/---
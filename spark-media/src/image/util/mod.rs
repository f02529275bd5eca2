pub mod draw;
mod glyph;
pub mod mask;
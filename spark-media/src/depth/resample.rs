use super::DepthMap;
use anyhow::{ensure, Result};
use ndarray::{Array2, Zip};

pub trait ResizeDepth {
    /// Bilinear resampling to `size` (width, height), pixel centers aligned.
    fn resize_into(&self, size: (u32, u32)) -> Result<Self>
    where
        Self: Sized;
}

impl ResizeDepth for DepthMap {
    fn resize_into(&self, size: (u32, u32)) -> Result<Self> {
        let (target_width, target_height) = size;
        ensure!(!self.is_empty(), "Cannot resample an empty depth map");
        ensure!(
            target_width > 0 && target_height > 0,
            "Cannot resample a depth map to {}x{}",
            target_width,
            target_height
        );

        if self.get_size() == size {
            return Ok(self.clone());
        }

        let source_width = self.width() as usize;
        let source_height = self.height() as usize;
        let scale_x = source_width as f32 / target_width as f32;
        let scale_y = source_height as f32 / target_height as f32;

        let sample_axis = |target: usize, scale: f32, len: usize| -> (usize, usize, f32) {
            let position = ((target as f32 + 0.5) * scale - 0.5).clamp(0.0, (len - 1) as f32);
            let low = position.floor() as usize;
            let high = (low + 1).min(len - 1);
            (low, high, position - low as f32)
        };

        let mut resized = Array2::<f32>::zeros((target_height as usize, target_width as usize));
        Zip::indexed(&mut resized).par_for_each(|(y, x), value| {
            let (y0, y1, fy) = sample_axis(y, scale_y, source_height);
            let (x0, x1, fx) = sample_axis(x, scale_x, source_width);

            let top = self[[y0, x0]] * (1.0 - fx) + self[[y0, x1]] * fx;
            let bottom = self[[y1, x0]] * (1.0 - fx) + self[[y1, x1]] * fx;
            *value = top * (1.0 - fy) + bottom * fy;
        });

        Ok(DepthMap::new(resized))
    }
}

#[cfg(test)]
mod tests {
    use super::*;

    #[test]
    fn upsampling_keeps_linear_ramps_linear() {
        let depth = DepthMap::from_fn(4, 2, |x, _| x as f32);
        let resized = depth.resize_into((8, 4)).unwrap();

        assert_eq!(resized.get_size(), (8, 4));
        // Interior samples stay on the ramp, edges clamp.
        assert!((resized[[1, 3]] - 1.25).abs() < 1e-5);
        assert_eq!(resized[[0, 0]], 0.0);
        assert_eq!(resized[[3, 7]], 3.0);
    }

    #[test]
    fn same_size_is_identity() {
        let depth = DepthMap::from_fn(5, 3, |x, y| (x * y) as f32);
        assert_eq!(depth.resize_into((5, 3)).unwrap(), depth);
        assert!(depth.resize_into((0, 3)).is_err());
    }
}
\---
/---
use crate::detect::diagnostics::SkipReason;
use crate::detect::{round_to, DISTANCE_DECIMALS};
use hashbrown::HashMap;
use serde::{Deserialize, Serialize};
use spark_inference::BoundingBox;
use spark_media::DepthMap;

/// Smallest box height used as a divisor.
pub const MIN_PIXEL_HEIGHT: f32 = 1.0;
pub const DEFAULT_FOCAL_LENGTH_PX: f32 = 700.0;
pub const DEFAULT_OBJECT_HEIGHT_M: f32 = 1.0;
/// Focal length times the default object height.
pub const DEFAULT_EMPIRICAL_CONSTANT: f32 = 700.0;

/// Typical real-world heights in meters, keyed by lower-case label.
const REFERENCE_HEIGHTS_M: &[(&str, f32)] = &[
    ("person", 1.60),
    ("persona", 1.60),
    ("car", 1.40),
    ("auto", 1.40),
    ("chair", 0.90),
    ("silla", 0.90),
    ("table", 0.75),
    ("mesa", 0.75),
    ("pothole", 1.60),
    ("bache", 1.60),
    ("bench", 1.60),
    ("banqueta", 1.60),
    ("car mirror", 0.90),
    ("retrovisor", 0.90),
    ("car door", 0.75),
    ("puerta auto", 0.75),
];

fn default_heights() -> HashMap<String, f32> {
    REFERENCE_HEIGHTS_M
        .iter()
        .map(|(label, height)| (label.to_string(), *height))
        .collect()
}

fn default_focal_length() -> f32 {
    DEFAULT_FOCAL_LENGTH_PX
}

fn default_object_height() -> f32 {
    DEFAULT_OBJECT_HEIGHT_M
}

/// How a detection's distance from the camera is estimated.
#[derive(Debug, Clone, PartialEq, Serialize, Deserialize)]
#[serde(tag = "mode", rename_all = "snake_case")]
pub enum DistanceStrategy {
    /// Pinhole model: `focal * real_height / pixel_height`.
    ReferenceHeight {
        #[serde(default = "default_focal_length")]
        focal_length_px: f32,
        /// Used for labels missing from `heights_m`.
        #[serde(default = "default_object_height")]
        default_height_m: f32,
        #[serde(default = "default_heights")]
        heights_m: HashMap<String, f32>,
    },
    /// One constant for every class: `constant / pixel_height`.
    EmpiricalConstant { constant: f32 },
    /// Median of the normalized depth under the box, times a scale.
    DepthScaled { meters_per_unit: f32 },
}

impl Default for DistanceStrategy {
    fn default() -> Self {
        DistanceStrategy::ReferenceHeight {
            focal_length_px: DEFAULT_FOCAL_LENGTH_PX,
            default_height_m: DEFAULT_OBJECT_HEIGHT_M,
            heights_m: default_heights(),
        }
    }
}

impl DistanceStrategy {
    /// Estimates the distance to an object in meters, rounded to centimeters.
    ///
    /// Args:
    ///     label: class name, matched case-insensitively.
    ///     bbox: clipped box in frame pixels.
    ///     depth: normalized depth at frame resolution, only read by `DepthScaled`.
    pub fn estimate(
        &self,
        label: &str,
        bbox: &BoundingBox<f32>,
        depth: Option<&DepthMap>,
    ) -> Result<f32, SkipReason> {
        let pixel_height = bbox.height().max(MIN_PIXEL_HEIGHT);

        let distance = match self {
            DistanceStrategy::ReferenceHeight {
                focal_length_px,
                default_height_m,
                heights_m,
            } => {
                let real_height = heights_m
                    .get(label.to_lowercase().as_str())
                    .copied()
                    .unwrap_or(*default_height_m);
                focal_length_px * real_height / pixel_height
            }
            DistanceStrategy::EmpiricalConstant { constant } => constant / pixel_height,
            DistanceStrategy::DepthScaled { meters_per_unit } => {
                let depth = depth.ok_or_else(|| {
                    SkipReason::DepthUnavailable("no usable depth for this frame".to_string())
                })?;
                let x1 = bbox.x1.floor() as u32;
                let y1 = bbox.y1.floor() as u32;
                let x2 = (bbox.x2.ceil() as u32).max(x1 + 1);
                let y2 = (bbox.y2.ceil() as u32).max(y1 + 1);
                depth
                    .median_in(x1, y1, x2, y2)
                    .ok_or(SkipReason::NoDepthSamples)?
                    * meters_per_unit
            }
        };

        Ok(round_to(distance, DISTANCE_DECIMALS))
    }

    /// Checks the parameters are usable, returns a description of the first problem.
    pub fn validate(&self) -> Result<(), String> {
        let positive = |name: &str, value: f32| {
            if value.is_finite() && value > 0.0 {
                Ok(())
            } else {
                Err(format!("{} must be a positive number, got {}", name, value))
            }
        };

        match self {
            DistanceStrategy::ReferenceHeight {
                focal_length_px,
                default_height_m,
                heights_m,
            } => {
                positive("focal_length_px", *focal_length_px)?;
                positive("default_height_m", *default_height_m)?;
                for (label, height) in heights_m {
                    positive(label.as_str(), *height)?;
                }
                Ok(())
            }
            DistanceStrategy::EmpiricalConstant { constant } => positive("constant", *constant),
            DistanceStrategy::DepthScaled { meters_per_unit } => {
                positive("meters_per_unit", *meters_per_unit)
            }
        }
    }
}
\---
Copy out, exactly and alone, the lines of the entries above between the ones holding "depth: normalized depth" and "let real_height = heights_m", inclusive.

    ///     depth: normalized depth at frame resolution, only read by `DepthScaled`.
    pub fn estimate(
        &self,
        label: &str,
        bbox: &BoundingBox<f32>,
        depth: Option<&DepthMap>,
    ) -> Result<f32, SkipReason> {
        let pixel_height = bbox.height().max(MIN_PIXEL_HEIGHT);

        let distance = match self {
            DistanceStrategy::ReferenceHeight {
                focal_length_px,
                default_height_m,
                heights_m,
            } => {
                let real_height = heights_m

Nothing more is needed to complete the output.